→ PROVIDED INFORMATION

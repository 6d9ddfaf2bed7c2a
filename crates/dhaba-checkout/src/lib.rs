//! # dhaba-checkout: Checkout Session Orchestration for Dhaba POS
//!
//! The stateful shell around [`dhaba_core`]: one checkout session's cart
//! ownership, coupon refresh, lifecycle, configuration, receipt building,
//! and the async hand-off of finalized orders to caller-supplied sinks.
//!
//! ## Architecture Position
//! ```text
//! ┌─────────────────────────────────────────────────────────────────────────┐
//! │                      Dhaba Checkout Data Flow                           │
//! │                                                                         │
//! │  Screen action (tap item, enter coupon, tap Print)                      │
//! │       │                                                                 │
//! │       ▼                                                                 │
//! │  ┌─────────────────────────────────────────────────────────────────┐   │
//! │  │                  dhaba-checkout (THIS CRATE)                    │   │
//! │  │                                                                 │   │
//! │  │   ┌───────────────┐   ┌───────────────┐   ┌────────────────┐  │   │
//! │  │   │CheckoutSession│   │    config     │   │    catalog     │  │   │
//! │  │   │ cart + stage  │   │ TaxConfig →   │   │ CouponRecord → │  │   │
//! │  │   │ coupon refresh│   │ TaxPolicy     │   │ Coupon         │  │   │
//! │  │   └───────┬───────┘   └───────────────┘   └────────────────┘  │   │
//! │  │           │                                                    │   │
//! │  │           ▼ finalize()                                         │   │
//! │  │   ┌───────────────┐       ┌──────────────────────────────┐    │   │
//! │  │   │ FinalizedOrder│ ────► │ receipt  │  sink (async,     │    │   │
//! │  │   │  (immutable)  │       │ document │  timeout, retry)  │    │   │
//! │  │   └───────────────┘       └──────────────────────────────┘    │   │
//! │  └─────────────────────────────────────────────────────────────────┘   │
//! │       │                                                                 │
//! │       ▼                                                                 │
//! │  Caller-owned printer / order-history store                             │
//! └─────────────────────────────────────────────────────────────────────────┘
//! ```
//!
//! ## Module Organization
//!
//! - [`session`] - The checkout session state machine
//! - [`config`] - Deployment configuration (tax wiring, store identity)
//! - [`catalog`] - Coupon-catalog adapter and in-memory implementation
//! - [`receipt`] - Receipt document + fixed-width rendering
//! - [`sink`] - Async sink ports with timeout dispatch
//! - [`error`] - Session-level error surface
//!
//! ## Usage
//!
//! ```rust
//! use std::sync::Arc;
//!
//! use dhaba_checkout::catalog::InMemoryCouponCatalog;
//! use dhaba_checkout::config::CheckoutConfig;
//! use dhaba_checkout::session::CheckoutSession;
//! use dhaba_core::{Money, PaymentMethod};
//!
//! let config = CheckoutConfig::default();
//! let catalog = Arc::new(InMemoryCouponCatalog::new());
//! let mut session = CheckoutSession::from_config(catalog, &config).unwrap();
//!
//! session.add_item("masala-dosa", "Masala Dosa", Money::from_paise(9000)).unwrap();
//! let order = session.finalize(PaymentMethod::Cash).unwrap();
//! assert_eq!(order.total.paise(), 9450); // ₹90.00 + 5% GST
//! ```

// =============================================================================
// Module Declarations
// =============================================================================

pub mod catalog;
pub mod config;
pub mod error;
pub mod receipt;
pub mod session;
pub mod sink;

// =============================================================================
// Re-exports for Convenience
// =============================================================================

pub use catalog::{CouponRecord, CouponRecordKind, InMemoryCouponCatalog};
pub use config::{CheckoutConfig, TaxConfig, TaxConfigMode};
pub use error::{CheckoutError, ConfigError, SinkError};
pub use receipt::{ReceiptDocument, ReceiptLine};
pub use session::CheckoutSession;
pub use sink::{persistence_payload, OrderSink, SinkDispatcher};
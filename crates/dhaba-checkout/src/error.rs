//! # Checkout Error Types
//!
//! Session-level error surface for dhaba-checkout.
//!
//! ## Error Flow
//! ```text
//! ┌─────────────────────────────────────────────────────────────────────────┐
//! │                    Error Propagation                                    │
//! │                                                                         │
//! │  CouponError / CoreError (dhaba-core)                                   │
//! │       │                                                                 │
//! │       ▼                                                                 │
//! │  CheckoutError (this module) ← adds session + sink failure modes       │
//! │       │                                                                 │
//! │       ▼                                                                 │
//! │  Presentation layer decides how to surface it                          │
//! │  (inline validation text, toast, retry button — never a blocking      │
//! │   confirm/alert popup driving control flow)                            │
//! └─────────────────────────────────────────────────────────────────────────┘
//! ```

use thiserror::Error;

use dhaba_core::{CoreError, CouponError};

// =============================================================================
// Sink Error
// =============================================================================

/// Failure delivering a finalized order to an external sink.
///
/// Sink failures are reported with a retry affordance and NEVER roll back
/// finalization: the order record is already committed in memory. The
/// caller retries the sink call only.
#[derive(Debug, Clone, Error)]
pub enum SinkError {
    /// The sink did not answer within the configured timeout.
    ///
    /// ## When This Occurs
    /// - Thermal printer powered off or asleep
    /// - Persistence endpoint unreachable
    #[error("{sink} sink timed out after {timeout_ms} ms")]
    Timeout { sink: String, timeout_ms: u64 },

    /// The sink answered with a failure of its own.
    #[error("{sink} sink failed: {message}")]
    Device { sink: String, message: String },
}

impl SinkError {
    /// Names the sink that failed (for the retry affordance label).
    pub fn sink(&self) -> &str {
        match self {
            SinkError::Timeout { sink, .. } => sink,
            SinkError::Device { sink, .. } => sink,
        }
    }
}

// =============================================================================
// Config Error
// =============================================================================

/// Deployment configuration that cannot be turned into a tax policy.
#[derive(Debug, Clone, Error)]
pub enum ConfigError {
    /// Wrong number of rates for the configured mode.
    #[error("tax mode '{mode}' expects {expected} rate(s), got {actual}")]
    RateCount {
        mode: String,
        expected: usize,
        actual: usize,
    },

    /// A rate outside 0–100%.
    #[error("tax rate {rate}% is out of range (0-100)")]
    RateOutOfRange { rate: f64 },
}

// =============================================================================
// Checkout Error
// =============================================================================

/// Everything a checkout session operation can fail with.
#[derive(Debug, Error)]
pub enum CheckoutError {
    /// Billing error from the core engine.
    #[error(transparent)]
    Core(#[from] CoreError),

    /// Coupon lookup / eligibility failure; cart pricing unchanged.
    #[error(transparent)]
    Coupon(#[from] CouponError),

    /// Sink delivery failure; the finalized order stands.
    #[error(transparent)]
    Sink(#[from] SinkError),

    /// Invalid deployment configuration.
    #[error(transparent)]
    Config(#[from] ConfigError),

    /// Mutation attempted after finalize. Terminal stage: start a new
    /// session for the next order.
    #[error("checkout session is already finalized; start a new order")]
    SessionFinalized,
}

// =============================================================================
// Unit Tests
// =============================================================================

→ WHAT TO PRODUCE
Once every line of the material holding the word "failed" has been counted, report the total and nothing more.

→ ANSWER AREA
2